Ogni ragno è attaccato e vo’ bene a la su’ tela…
Così Giuseppe Gioachino Belli spiega perché uno come me – nato, cresciuto e da sempre abitante a Roma – è fatalmente attaccato a questa discussa e discutibile città. (Ma se fossi nato a Foggia, o a Cuneo o a Città di Castello, il sentimento sarebbe lo stesso, credo). L’amore per certe piazze, per certi cieli, per certi profumi, per la musicalità di certe voci, non è un amore adulto, acquisito, critico. E’ un amore cromosomico, creaturale, illogico. Fulminante come una cotta, solido come il travertino dei palazzi romani. E’ amore per le bellezze, ma anche per certe bruttezze, che sono fissate nella memoria.
Da bambino abitavo al quartiere Trionfale, frequentavo le elementari dalle monachelle e, quando prendevo un bel voto, mia madre mi dava un premio. Il premio consisteva in un cioccolato caldo – che si chiamava squaglio di cioccolato – con una bella razione di panna. Era la specialità di una latteria di via La goletta, una strada sghemba situata al centro di un popolare mercato del pesce, che era aperto di mattina. Nel primo pomeriggio, passava un camion che spruzzava sui marciapiedi e sull’asfalto una pioggia di acido fenico, un disinfettante per fogne molto usato negli anni Cinquanta. L’operazione non riusciva a coprire completamente il tanfo di pesce che arrivava comunque alle narici. Ci arrivava coperto dal tanfo di acido fenico, che è forse più fetente di quello del pesce vecchio. Le strade disinfettate si coprivano di un luminescente manto bianco che sfumava in grigio topo verso il centro della via. Con la mano nella mano di mia madre, camminavo fiero per via La goletta, fino a raggiungere la gloriosa latteria. “Uno squaglio con panna abbondante!” “Ah, è stato bravo allora oggi il ragazzino?!” rispondeva la robusta lattaia, e mi serviva l’ambito premio in un bicchiere di vetro spesso e infrangibile, pieno di panna appena montata e di cioccolato bollente. Aspettando che si raffreddasse un po’, me lo divoravo con gli occhi, mentre fuori dalla vetrina la strada imbiancata sembrava un paesaggio da favola natalizia, come fosse caduta la neve. Assaporavo il cacao con gli occhi, mentre al naso arrivavano i miasmi di acido fenico e pesce, ai quali ancor oggi associo l’idea della gioia gratificata: merito di mia madre, naturalmente.
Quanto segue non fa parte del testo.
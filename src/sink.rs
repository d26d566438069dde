//! Artifact sink
//!
//! Persists artifacts as plain UTF-8 text files, one per successfully
//! processed identifier, under a single target directory. Writes share no
//! state with each other; the only cross-write hazard is a file-name
//! collision, which the configured [`CollisionPolicy`] resolves.

use std::path::{Path, PathBuf};

use crate::config::CollisionPolicy;
use crate::error::{Result, WriteError};
use crate::types::Artifact;

/// Maximum number of rename attempts when disambiguating a collision
const MAX_RENAME_ATTEMPTS: u32 = 9999;

/// Writes artifacts into a target directory
#[derive(Clone, Debug)]
pub struct FileSink {
    dir: PathBuf,
    collision: CollisionPolicy,
}

impl FileSink {
    /// Create a sink for `dir` with the given collision policy
    pub fn new(dir: impl Into<PathBuf>, collision: CollisionPolicy) -> Self {
        Self {
            dir: dir.into(),
            collision,
        }
    }

    /// The target directory
    pub fn dir(&self) -> &Path {
        &self.dir
    }

    /// Create the target directory if it does not exist yet
    ///
    /// Idempotent; called once before a batch starts.
    pub async fn prepare(&self) -> Result<()> {
        tokio::fs::create_dir_all(&self.dir).await?;
        Ok(())
    }

    /// Write one artifact and return the path it landed at
    ///
    /// Truncate-creates the file and writes the payload as UTF-8. Under
    /// [`CollisionPolicy::Overwrite`] a name collision means the last writer
    /// wins with no detection. [`CollisionPolicy::Disambiguate`] probes for a
    /// free `name (N).ext` instead; the existence check and the create are
    /// not atomic, so concurrent workers can still race on the same candidate.
    pub async fn write(&self, artifact: &Artifact) -> std::result::Result<PathBuf, WriteError> {
        let path = self.resolve_path(&artifact.file_name)?;

        tokio::fs::write(&path, artifact.payload.as_bytes())
            .await
            .map_err(|source| WriteError {
                path: path.clone(),
                source,
            })?;

        Ok(path)
    }

    fn resolve_path(&self, file_name: &str) -> std::result::Result<PathBuf, WriteError> {
        let path = self.dir.join(file_name);

        match self.collision {
            CollisionPolicy::Overwrite => Ok(path),
            CollisionPolicy::Disambiguate => {
                if !path.exists() {
                    return Ok(path);
                }

                // File names come from the extractor, so a stem is always
                // present; fall back to the raw name if not.
                let stem = path.file_stem().and_then(|s| s.to_str()).unwrap_or(file_name);
                let extension = path.extension().and_then(|e| e.to_str());

                for i in 1..=MAX_RENAME_ATTEMPTS {
                    let candidate = match extension {
                        Some(ext) => format!("{stem} ({i}).{ext}"),
                        None => format!("{stem} ({i})"),
                    };
                    let candidate_path = self.dir.join(candidate);
                    if !candidate_path.exists() {
                        return Ok(candidate_path);
                    }
                }

                Err(WriteError {
                    path,
                    source: std::io::Error::new(
                        std::io::ErrorKind::AlreadyExists,
                        format!("no free file name after {MAX_RENAME_ATTEMPTS} attempts"),
                    ),
                })
            }
        }
    }
}

#[allow(clippy::unwrap_used, clippy::expect_used)]
#[cfg(test)]
mod tests {
    use super::*;

    fn artifact(file_name: &str, payload: &str) -> Artifact {
        Artifact {
            file_name: file_name.to_string(),
            payload: payload.to_string(),
        }
    }

    #[tokio::test]
    async fn write_persists_payload_as_utf8() {
        let temp = tempfile::tempdir().unwrap();
        let sink = FileSink::new(temp.path(), CollisionPolicy::Overwrite);

        let path = sink
            .write(&artifact("Alpha.txt", "r1\nr2"))
            .await
            .expect("write must succeed");

        assert_eq!(path, temp.path().join("Alpha.txt"));
        assert_eq!(std::fs::read_to_string(&path).unwrap(), "r1\nr2");
    }

    #[tokio::test]
    async fn write_empty_payload_creates_empty_file() {
        let temp = tempfile::tempdir().unwrap();
        let sink = FileSink::new(temp.path(), CollisionPolicy::Overwrite);

        let path = sink.write(&artifact("Gamma.txt", "")).await.unwrap();

        assert_eq!(std::fs::read_to_string(&path).unwrap(), "");
    }

    #[tokio::test]
    async fn overwrite_policy_truncates_existing_file() {
        let temp = tempfile::tempdir().unwrap();
        let sink = FileSink::new(temp.path(), CollisionPolicy::Overwrite);

        sink.write(&artifact("Alpha.txt", "a much longer first payload"))
            .await
            .unwrap();
        let path = sink.write(&artifact("Alpha.txt", "short")).await.unwrap();

        assert_eq!(
            std::fs::read_to_string(&path).unwrap(),
            "short",
            "second write must fully replace the first"
        );
    }

    #[tokio::test]
    async fn disambiguate_policy_keeps_both_files() {
        let temp = tempfile::tempdir().unwrap();
        let sink = FileSink::new(temp.path(), CollisionPolicy::Disambiguate);

        let first = sink.write(&artifact("Alpha.txt", "first")).await.unwrap();
        let second = sink.write(&artifact("Alpha.txt", "second")).await.unwrap();

        assert_eq!(first, temp.path().join("Alpha.txt"));
        assert_eq!(second, temp.path().join("Alpha (1).txt"));
        assert_eq!(std::fs::read_to_string(&first).unwrap(), "first");
        assert_eq!(std::fs::read_to_string(&second).unwrap(), "second");
    }

    #[tokio::test]
    async fn disambiguate_policy_skips_taken_suffixes() {
        let temp = tempfile::tempdir().unwrap();
        let sink = FileSink::new(temp.path(), CollisionPolicy::Disambiguate);

        std::fs::write(temp.path().join("Alpha.txt"), "x").unwrap();
        std::fs::write(temp.path().join("Alpha (1).txt"), "y").unwrap();

        let path = sink.write(&artifact("Alpha.txt", "z")).await.unwrap();
        assert_eq!(path, temp.path().join("Alpha (2).txt"));
    }

    #[tokio::test]
    async fn write_into_missing_directory_fails_with_path() {
        let temp = tempfile::tempdir().unwrap();
        let missing = temp.path().join("does-not-exist");
        let sink = FileSink::new(&missing, CollisionPolicy::Overwrite);

        let err = sink
            .write(&artifact("Alpha.txt", "payload"))
            .await
            .expect_err("write into a missing directory must fail");

        assert_eq!(err.path, missing.join("Alpha.txt"));
    }

    #[tokio::test]
    async fn prepare_is_idempotent() {
        let temp = tempfile::tempdir().unwrap();
        let sink = FileSink::new(temp.path().join("out"), CollisionPolicy::Overwrite);

        sink.prepare().await.expect("first prepare must succeed");
        sink.prepare().await.expect("second prepare must succeed");

        assert!(sink.dir().is_dir());
    }
}
//! Remote source client
//!
//! The batch pipeline talks to its document source through the
//! [`RemoteSource`] trait so tests (and alternative backends) can swap the
//! implementation. [`MediaWikiClient`] is the production implementation,
//! speaking the MediaWiki Action API over HTTP.

use async_trait::async_trait;
use serde::Deserialize;
use url::Url;

use crate::config::Config;
use crate::error::{Error, FetchError, Result};
use crate::types::{DetailRecord, Payload};

/// A remote document source: keyword search plus per-identifier detail fetch
///
/// `search` failures are batch-fatal (no identifier list, no batch);
/// `fetch_detail` failures concern one identifier only and are isolated by
/// the runner.
#[async_trait]
pub trait RemoteSource: Send + Sync {
    /// Find identifiers matching a free-text query
    ///
    /// # Errors
    ///
    /// Returns [`Error::Search`] when the source rejects the query and
    /// [`Error::Network`] on transport failures.
    async fn search(&self, query: &str) -> Result<Vec<String>>;

    /// Fetch the detail record for one identifier
    ///
    /// With `exact_match` the identifier is looked up verbatim; otherwise
    /// redirects are followed.
    ///
    /// # Errors
    ///
    /// Returns a [`FetchError`] classifying the failure (not found,
    /// ambiguous, network, malformed).
    async fn fetch_detail(
        &self,
        identifier: &str,
        exact_match: bool,
    ) -> std::result::Result<DetailRecord, FetchError>;

    /// Human-readable name for logging
    fn name(&self) -> &'static str;
}

/// MediaWiki Action API client
///
/// Reference lists come from `prop=extlinks`; disambiguation pages are
/// detected via `prop=pageprops` and reported as ambiguous together with the
/// page's outgoing link titles as candidates.
#[derive(Clone, Debug)]
pub struct MediaWikiClient {
    http: reqwest::Client,
    endpoint: Url,
    max_results: usize,
}

impl MediaWikiClient {
    /// Build a client from configuration
    ///
    /// # Errors
    ///
    /// Returns [`Error::Network`] if the underlying HTTP client cannot be
    /// constructed.
    pub fn new(config: &Config) -> Result<Self> {
        let http = reqwest::Client::builder()
            .user_agent(config.api.user_agent.clone())
            .build()?;

        Ok(Self {
            http,
            endpoint: config.api.endpoint.clone(),
            max_results: config.search.max_results,
        })
    }
}

#[async_trait]
impl RemoteSource for MediaWikiClient {
    async fn search(&self, query: &str) -> Result<Vec<String>> {
        tracing::debug!(query, endpoint = %self.endpoint, "searching");

        let response = self
            .http
            .get(self.endpoint.clone())
            .query(&[
                ("action", "query"),
                ("list", "search"),
                ("format", "json"),
                ("formatversion", "2"),
            ])
            .query(&[("srsearch", query)])
            .query(&[("srlimit", self.max_results.to_string())])
            .send()
            .await?;

        let status = response.status();
        if !status.is_success() {
            return Err(Error::Search(format!("search returned HTTP {status}")));
        }

        let body: ApiResponse = response.json().await?;
        if let Some(err) = body.error {
            return Err(Error::Search(format!("{}: {}", err.code, err.info)));
        }

        let hits = body.query.unwrap_or_default().search;
        tracing::debug!(query, hits = hits.len(), "search complete");
        Ok(hits.into_iter().map(|hit| hit.title).collect())
    }

    async fn fetch_detail(
        &self,
        identifier: &str,
        exact_match: bool,
    ) -> std::result::Result<DetailRecord, FetchError> {
        let network = |message: String| FetchError::Network {
            identifier: identifier.to_string(),
            message,
        };
        let malformed = |message: String| FetchError::Malformed {
            identifier: identifier.to_string(),
            message,
        };

        let mut request = self
            .http
            .get(self.endpoint.clone())
            .query(&[
                ("action", "query"),
                ("prop", "extlinks|links|pageprops"),
                ("ellimit", "max"),
                ("pllimit", "max"),
                ("format", "json"),
                ("formatversion", "2"),
            ])
            .query(&[("titles", identifier)]);
        if !exact_match {
            request = request.query(&[("redirects", "1")]);
        }

        let response = request.send().await.map_err(|e| network(e.to_string()))?;

        let status = response.status();
        if status.is_server_error() || status == reqwest::StatusCode::TOO_MANY_REQUESTS {
            return Err(network(format!("HTTP {status}")));
        }
        if !status.is_success() {
            return Err(malformed(format!("unexpected HTTP {status}")));
        }

        let body: ApiResponse = response
            .json()
            .await
            .map_err(|e| malformed(format!("invalid JSON: {e}")))?;
        if let Some(err) = body.error {
            return Err(malformed(format!("{}: {}", err.code, err.info)));
        }

        let page = body
            .query
            .unwrap_or_default()
            .pages
            .into_iter()
            .next()
            .ok_or_else(|| malformed("response contains no pages".to_string()))?;

        if page.missing || page.invalid {
            return Err(FetchError::NotFound {
                identifier: identifier.to_string(),
            });
        }

        if page
            .pageprops
            .as_ref()
            .is_some_and(|props| props.disambiguation.is_some())
        {
            return Err(FetchError::Ambiguous {
                identifier: identifier.to_string(),
                candidates: page.links.into_iter().map(|link| link.title).collect(),
            });
        }

        Ok(DetailRecord {
            title: page.title,
            references: Payload::Sequence(
                page.extlinks.into_iter().map(|link| link.url).collect(),
            ),
        })
    }

    fn name(&self) -> &'static str {
        "mediawiki"
    }
}

// --- Action API response shapes (formatversion=2) ---

#[derive(Debug, Default, Deserialize)]
struct ApiResponse {
    #[serde(default)]
    error: Option<ApiErrorBody>,
    #[serde(default)]
    query: Option<QueryBody>,
}

#[derive(Debug, Deserialize)]
struct ApiErrorBody {
    code: String,
    info: String,
}

#[derive(Debug, Default, Deserialize)]
struct QueryBody {
    #[serde(default)]
    search: Vec<SearchHit>,
    #[serde(default)]
    pages: Vec<Page>,
}

#[derive(Debug, Deserialize)]
struct SearchHit {
    title: String,
}

#[derive(Debug, Deserialize)]
struct Page {
    title: String,
    #[serde(default)]
    missing: bool,
    #[serde(default)]
    invalid: bool,
    #[serde(default)]
    pageprops: Option<PageProps>,
    #[serde(default)]
    extlinks: Vec<ExtLink>,
    #[serde(default)]
    links: Vec<PageLink>,
}

#[derive(Debug, Deserialize)]
struct PageProps {
    #[serde(default)]
    disambiguation: Option<String>,
}

#[derive(Debug, Deserialize)]
struct ExtLink {
    url: String,
}

#[derive(Debug, Deserialize)]
struct PageLink {
    title: String,
}
//! # wiki-dl
//!
//! Concurrent Wikipedia reference downloader: search for a topic, fetch each
//! matching page, and save its external-reference list to its own UTF-8 text
//! file - under a selectable execution strategy so throughput can be
//! compared.
//!
//! ## Design Philosophy
//!
//! - **Failure isolation** - one bad page never aborts the batch; every
//!   identifier gets exactly one typed outcome
//! - **Swappable strategies** - sequential, thread-pool, and process-pool
//!   execution share the identical per-item pipeline
//! - **Explicit policies** - worker counts, the short-query default, and
//!   file-name collision handling are validated configuration, not accidents
//!
//! ## Quick Start
//!
//! ```no_run
//! use wiki_dl::{BatchRunner, Config, Strategy};
//!
//! #[tokio::main]
//! async fn main() -> Result<(), Box<dyn std::error::Error>> {
//!     let runner = BatchRunner::new(Config::default())?;
//!
//!     let identifiers = runner.search("general artificial intelligence").await?;
//!     let report = runner
//!         .run(&identifiers, Strategy::ThreadPool { max_workers: 8 })
//!         .await?;
//!
//!     println!("{} succeeded, {} failed", report.succeeded(), report.failed());
//!     Ok(())
//! }
//! ```

#![warn(missing_docs)]
#![warn(clippy::all)]
#![warn(clippy::unwrap_used)]
#![warn(clippy::expect_used)]

/// Remote source client (trait + MediaWiki implementation)
pub mod client;
/// Configuration types
pub mod config;
/// Error types
pub mod error;
/// Artifact extraction (name sanitization + payload serialization)
pub mod extract;
/// Batch orchestration and strategy dispatch
pub mod runner;
/// File sink
pub mod sink;
/// Core types and outcomes
pub mod types;
/// Process-pool worker boundary
pub mod worker;

// Re-export commonly used types
pub use client::{MediaWikiClient, RemoteSource};
pub use config::{CollisionPolicy, Config};
pub use error::{Error, ExtractError, FailureKind, FetchError, Result, WriteError};
pub use runner::{BatchRunner, ItemContext, process_item};
pub use sink::FileSink;
pub use types::{Artifact, DetailRecord, Outcome, Payload, RunReport, Strategy};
Con un armamentario di ricordi simili, come potrei non essere definitivamente attaccato a Roma? Se poi si aggiunge che ho vissuto qualche anno a via del Corso dietro al Pantheon, e poi al portico di Ottavia, e poi a piazza Navona, cioè fra gli angoli cittadini più belli del mondo, come potrei pensarmi in un altrove, lontano da questa città, nella quale galleggio da più di mezzo secolo?
Ricordo poi gli anni Settanta, quando si comprava Paese Sera per diversi motivi, fra i quali la scelta del film da vedere. Facevo con gli amici dei piccoli consulti quotidiani prima di decidere regista, titolo e sala. Come ha detto di recente Ermanno Olmi, erano tempi in cui più che i film seguivamo gli asterischi.
C’erano i voti della critica che premiavano o bocciavano un titolo, un regista: quattro asterischi ottimo, tre buono e così via, mediocre, da non perdere, da vedere… La categoria più difficile da decifrare era da vedere anche se discutibile (era scritto testualmente così). Dopo un dibattito spesso accalorato, partivamo verso un cinematografo a volte lontanissimo, in quartieri sconosciuti… un’impresa, senza navigatore e Google map. Fortunatamente sui giornali non compariva quasi mai la categoria maggiori incassi che oggi spadroneggia. Si sceglieva su criteri più complessi, forse più teorici. Il giudizio delle severe redazioni non mostrava nessuna smania di identificarsi con gli esiti del botteghino. E forse era un po’ meglio.
Un ultimo motivo per essere attaccato a Roma? La memoria incancellabile di un passaggio, tanto tempo fa, all’alba, a piazza del Quirinale: una imminente primavera, una luce struggente, una sagoma folgorante, una bellezza asimmetrica. Nessuno meglio di Gadda ha descritto certi momenti romani che rassomijano a la felicità.